[Start of section]

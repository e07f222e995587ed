//! Tolerant TIFF/IFD reader
//!
//! Third-party files are often damaged in small ways, so the reader keeps
//! whatever it can decode:
//!
//! - an entry with an unknown type, or a payload outside the buffer, is kept
//!   as a tag-only entry and the next entry is read from its fixed 12-byte
//!   slot
//! - a truncated entry table keeps the entries read so far
//! - the IFD chain stops at a zero next offset, a revisited offset, or after
//!   [`ReadOptions::max_ifd_chain`] directories
//!
//! Only a bad header is an error.

use crate::{
    buffer::{EndianScope, InputBuffer},
    directory::{IfdDirectory, IfdEntry, SubDirectory, ENTRY_COUNT_SIZE, ENTRY_SIZE},
    error::{Error, Result},
    layout::TIFF_MAGIC,
    tags::TagGroup,
    value::{IfdValue, IfdValueType},
};
use std::collections::HashSet;

/// Default limit on the number of directories in the IFD chain
pub const DEFAULT_MAX_IFD_CHAIN: usize = 64;

/// Default limit on sub-directory nesting
pub const DEFAULT_MAX_SUB_DEPTH: usize = 4;

/// Limits applied while parsing untrusted input
#[derive(Debug, Clone, Copy, PartialEq, Eq)]
pub struct ReadOptions {
    /// Maximum number of top-level directories to follow
    pub max_ifd_chain: usize,
    /// Maximum sub-directory nesting depth (1 = only sub-directories of
    /// top-level directories)
    pub max_sub_depth: usize,
    /// Follow pointer tags found inside sub-directories, such as the Interop
    /// pointer inside the Exif directory
    pub follow_nested: bool,
}

impl Default for ReadOptions {
    fn default() -> Self {
        Self {
            max_ifd_chain: DEFAULT_MAX_IFD_CHAIN,
            max_sub_depth: DEFAULT_MAX_SUB_DEPTH,
            follow_nested: true,
        }
    }
}

impl ReadOptions {
    pub fn new() -> Self {
        Self::default()
    }

    pub fn with_max_ifd_chain(mut self, max_ifd_chain: usize) -> Self {
        self.max_ifd_chain = max_ifd_chain;
        self
    }

    pub fn with_max_sub_depth(mut self, max_sub_depth: usize) -> Self {
        self.max_sub_depth = max_sub_depth;
        self
    }

    pub fn with_follow_nested(mut self, follow_nested: bool) -> Self {
        self.follow_nested = follow_nested;
        self
    }
}

/// Read the byte order marker and magic at the cursor position
///
/// Returns the byte order (`true` for big-endian) and the first IFD offset.
pub fn read_header(input: &mut InputBuffer) -> Result<(bool, u32)> {
    let big_endian = match input.read_bytes(2)? {
        b"II" => false,
        b"MM" => true,
        other => {
            return Err(Error::InvalidFormat(format!(
                "Invalid byte order marker {:02X?}",
                other
            )))
        }
    };

    let mut input = EndianScope::new(input, big_endian);
    let magic = input.read_u16()?;
    if magic != TIFF_MAGIC {
        return Err(Error::InvalidFormat(format!("Invalid TIFF magic 0x{:04X}", magic)));
    }
    let first = input.read_u32()?;
    Ok((big_endian, first))
}

/// Parse a TIFF stream starting at the cursor position
///
/// Offsets inside the stream are relative to the header. Directories are
/// named `ifd0`, `ifd1`, ... in chain order. The cursor's byte order is
/// restored before returning.
pub fn read_tiff(
    input: &mut InputBuffer,
    options: &ReadOptions,
) -> Result<Vec<(String, IfdDirectory)>> {
    let base = input.offset();
    let (big_endian, first) = read_header(input)?;
    let mut scoped = EndianScope::new(input, big_endian);

    let mut reader = IfdReader {
        input: &mut *scoped,
        base,
        options,
        visited: HashSet::new(),
    };
    let mut directories = reader.read_chain(first);
    for (_, dir) in directories.iter_mut() {
        reader.read_subs(dir, 1);
    }

    log::debug!(
        "parsed {} directories ({})",
        directories.len(),
        if big_endian { "MM" } else { "II" }
    );
    Ok(directories)
}

struct IfdReader<'r, 'a> {
    input: &'r mut InputBuffer<'a>,
    base: usize,
    options: &'r ReadOptions,
    visited: HashSet<u32>,
}

impl IfdReader<'_, '_> {
    fn read_chain(&mut self, first: u32) -> Vec<(String, IfdDirectory)> {
        let mut directories = Vec::new();
        let mut offset = first;

        while offset != 0 {
            if directories.len() >= self.options.max_ifd_chain {
                log::warn!(
                    "IFD chain longer than {} directories, stopping",
                    self.options.max_ifd_chain
                );
                break;
            }
            if !self.visited.insert(offset) {
                log::warn!("IFD chain revisits offset {}, stopping", offset);
                break;
            }
            let Some((dir, next)) = self.read_directory(offset, TagGroup::Image, true) else {
                break;
            };
            directories.push((format!("ifd{}", directories.len()), dir));
            offset = next;
        }
        directories
    }

    /// Attach the sub-directories named by `dir`'s pointer tags
    fn read_subs(&mut self, dir: &mut IfdDirectory, depth: usize) {
        if depth > self.options.max_sub_depth {
            log::warn!("sub-directory nesting deeper than {}, skipping", self.options.max_sub_depth);
            return;
        }

        let pointers: Vec<(SubDirectory, u32)> = SubDirectory::ALL
            .into_iter()
            .filter_map(|kind| {
                let offset = sub_offset(dir.get(kind.pointer_tag())?)?;
                Some((kind, offset))
            })
            .collect();

        for (kind, offset) in pointers {
            if !self.visited.insert(offset) {
                log::warn!("{} pointer revisits offset {}, skipping", kind, offset);
                continue;
            }
            let Some((mut sub, _)) = self.read_directory(offset, kind.group(), false) else {
                continue;
            };
            if self.options.follow_nested {
                self.read_subs(&mut sub, depth + 1);
            }
            dir.insert_sub(kind, sub);
        }
    }

    /// Read one directory block, returning it with its next offset
    fn read_directory(
        &mut self,
        offset: u32,
        group: TagGroup,
        has_next: bool,
    ) -> Option<(IfdDirectory, u32)> {
        let start = self.base.checked_add(offset as usize)?;
        if !self.input.has_range(start, ENTRY_COUNT_SIZE) {
            log::warn!("IFD offset {} is outside the data", offset);
            return None;
        }
        self.input.seek(start);
        let count = self.input.read_u16().ok()? as usize;

        let mut dir = IfdDirectory::with_group(group);
        let table = start + ENTRY_COUNT_SIZE;
        for index in 0..count {
            let entry_start = table + index * ENTRY_SIZE;
            if !self.input.has_range(entry_start, ENTRY_SIZE) {
                log::warn!(
                    "IFD at {} truncated after {} of {} entries",
                    offset,
                    index,
                    count
                );
                return Some((dir, 0));
            }
            dir.insert_entry(self.read_entry(entry_start));
        }

        let next = if has_next {
            self.input.seek(table + count * ENTRY_SIZE);
            self.input.read_u32().unwrap_or(0)
        } else {
            0
        };
        Some((dir, next))
    }

    /// Decode the entry at `entry_start`; undecodable payloads become tag-only
    fn read_entry(&mut self, entry_start: usize) -> IfdEntry {
        self.input.seek(entry_start);
        // The caller checked that the whole entry is in range
        let tag = self.input.read_u16().unwrap_or(0);
        let code = self.input.read_u16().unwrap_or(0);
        let count = self.input.read_u32().unwrap_or(0);

        IfdEntry {
            tag,
            value: self.read_payload(tag, code, count),
        }
    }

    fn read_payload(&mut self, tag: u16, code: u16, count: u32) -> Option<IfdValue> {
        let Some(kind) = IfdValueType::from_code(code) else {
            log::warn!("tag 0x{:04X} has unknown type {}, keeping tag only", tag, code);
            return None;
        };

        let size = (count as usize).checked_mul(kind.unit_size())?;
        if size > 4 {
            let offset = self.input.read_u32().ok()?;
            let position = self.base.checked_add(offset as usize)?;
            self.input.seek(position);
        }

        match IfdValue::read(kind, count, self.input) {
            Ok(value) => Some(value),
            Err(e) => {
                log::warn!("tag 0x{:04X}: {}, keeping tag only", tag, e);
                None
            }
        }
    }
}

fn sub_offset(pointer: &IfdValue) -> Option<u32> {
    match pointer {
        IfdValue::Long(values) => values.first().copied(),
        IfdValue::Ifd(offset) => Some(*offset),
        IfdValue::Short(values) => values.first().map(|&v| v as u32),
        _ => None,
    }
    .filter(|&offset| offset != 0)
}

#[cfg(test)]
mod tests {
    use super::*;
    use crate::{
        buffer::Endian,
        tags,
        test_utils::{Next, RawTiff},
    };

    #[test]
    fn test_read_header() {
        let mut input = InputBuffer::new(b"MM\x00\x2A\x00\x00\x00\x08");
        assert_eq!(read_header(&mut input).unwrap(), (true, 8));
        assert!(!input.is_big_endian());

        let mut input = InputBuffer::new(b"II\x2A\x00\x08\x00\x00\x00");
        assert_eq!(read_header(&mut input).unwrap(), (false, 8));

        let mut input = InputBuffer::new(b"XX\x00\x2A\x00\x00\x00\x08");
        assert!(matches!(read_header(&mut input), Err(Error::InvalidFormat(_))));

        let mut input = InputBuffer::new(b"MM\x00\x2B\x00\x00\x00\x08");
        assert!(matches!(read_header(&mut input), Err(Error::InvalidFormat(_))));

        let mut input = InputBuffer::new(b"MM\x00");
        assert!(matches!(read_header(&mut input), Err(Error::UnexpectedEof { .. })));
    }

    #[test]
    fn test_read_at_offset() {
        let tiff = RawTiff::big_endian()
            .ifd(vec![RawTiff::short(tags::ORIENTATION, 6)], Next::End)
            .build();
        let mut data = vec![0xAA; 5];
        data.extend_from_slice(&tiff);

        let mut input = InputBuffer::new(&data);
        input.seek(5);
        let dirs = read_tiff(&mut input, &ReadOptions::default()).unwrap();
        assert_eq!(dirs.len(), 1);
        assert_eq!(dirs[0].0, "ifd0");
        assert_eq!(dirs[0].1.orientation(), Some(6));
    }

    #[test]
    fn test_unknown_type_keeps_tag() {
        let tiff = RawTiff::little_endian()
            .ifd(
                vec![
                    RawTiff::entry(0x1234, 99, 1, [1, 2, 3, 4]),
                    RawTiff::short(tags::ORIENTATION, 3),
                ],
                Next::End,
            )
            .build();
        let dirs = read_tiff(&mut InputBuffer::new(&tiff), &ReadOptions::default()).unwrap();
        let ifd0 = &dirs[0].1;
        assert_eq!(ifd0.len(), 2);
        assert!(ifd0.has(0x1234u16));
        assert!(ifd0.get(0x1234u16).is_none());
        assert_eq!(ifd0.orientation(), Some(3));
    }

    #[test]
    fn test_payload_out_of_range_keeps_tag() {
        // 100 LONGs at an offset far past the end
        let tiff = RawTiff::big_endian()
            .ifd(
                vec![
                    RawTiff::entry(0x0111, 4, 100, 0x0000_FF00u32.to_be_bytes()),
                    RawTiff::short(tags::IMAGE_WIDTH, 10),
                ],
                Next::End,
            )
            .build();
        let dirs = read_tiff(&mut InputBuffer::new(&tiff), &ReadOptions::default()).unwrap();
        let ifd0 = &dirs[0].1;
        assert_eq!(ifd0.get_entry(0x0111u16).unwrap().value, None);
        assert_eq!(ifd0.image_width(), Some(10));
    }

    #[test]
    fn test_chain_limit() {
        let mut raw = RawTiff::big_endian();
        for index in 0..5 {
            let next = if index < 4 { Next::Ifd(index + 1) } else { Next::End };
            raw = raw.ifd(vec![RawTiff::short(tags::ORIENTATION, 1)], next);
        }
        let tiff = raw.build();

        let options = ReadOptions::new().with_max_ifd_chain(3);
        let dirs = read_tiff(&mut InputBuffer::new(&tiff), &options).unwrap();
        assert_eq!(dirs.len(), 3);

        let dirs = read_tiff(&mut InputBuffer::new(&tiff), &ReadOptions::default()).unwrap();
        assert_eq!(dirs.len(), 5);
    }

    #[test]
    fn test_nested_depth() {
        let mut data = crate::ExifData::new();
        data.interop_directory_mut().set("InteropIndex", "R98");
        data.exif_directory_mut()
            .sub_mut(SubDirectory::Interop)
            .set("InteropIndex", "R03");
        let bytes = data.to_bytes().unwrap();

        let flat = ReadOptions::new().with_follow_nested(false);
        let dirs = read_tiff(&mut InputBuffer::new(&bytes), &flat).unwrap();
        let ifd0 = &dirs[0].1;
        assert!(ifd0.has_sub(SubDirectory::Interop));
        assert!(!ifd0.sub(SubDirectory::Exif).unwrap().has_sub(SubDirectory::Interop));

        let dirs = read_tiff(&mut InputBuffer::new(&bytes), &ReadOptions::default()).unwrap();
        let exif = dirs[0].1.sub(SubDirectory::Exif).unwrap();
        assert_eq!(
            exif.sub(SubDirectory::Interop).unwrap().get("InteropIndex").unwrap().to_text(),
            "R03"
        );
    }

    #[test]
    fn test_sub_offset() {
        assert_eq!(sub_offset(&IfdValue::Long(vec![26])), Some(26));
        assert_eq!(sub_offset(&IfdValue::Ifd(40)), Some(40));
        assert_eq!(sub_offset(&IfdValue::Long(vec![0])), None);
        assert_eq!(sub_offset(&IfdValue::Long(vec![])), None);
        assert_eq!(sub_offset(&IfdValue::ascii("26")), None);
    }
}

[End of section]

• Instructions to follow
If a line of the data above holds the string "Result", count it, then give only the final number.

• The completed task
3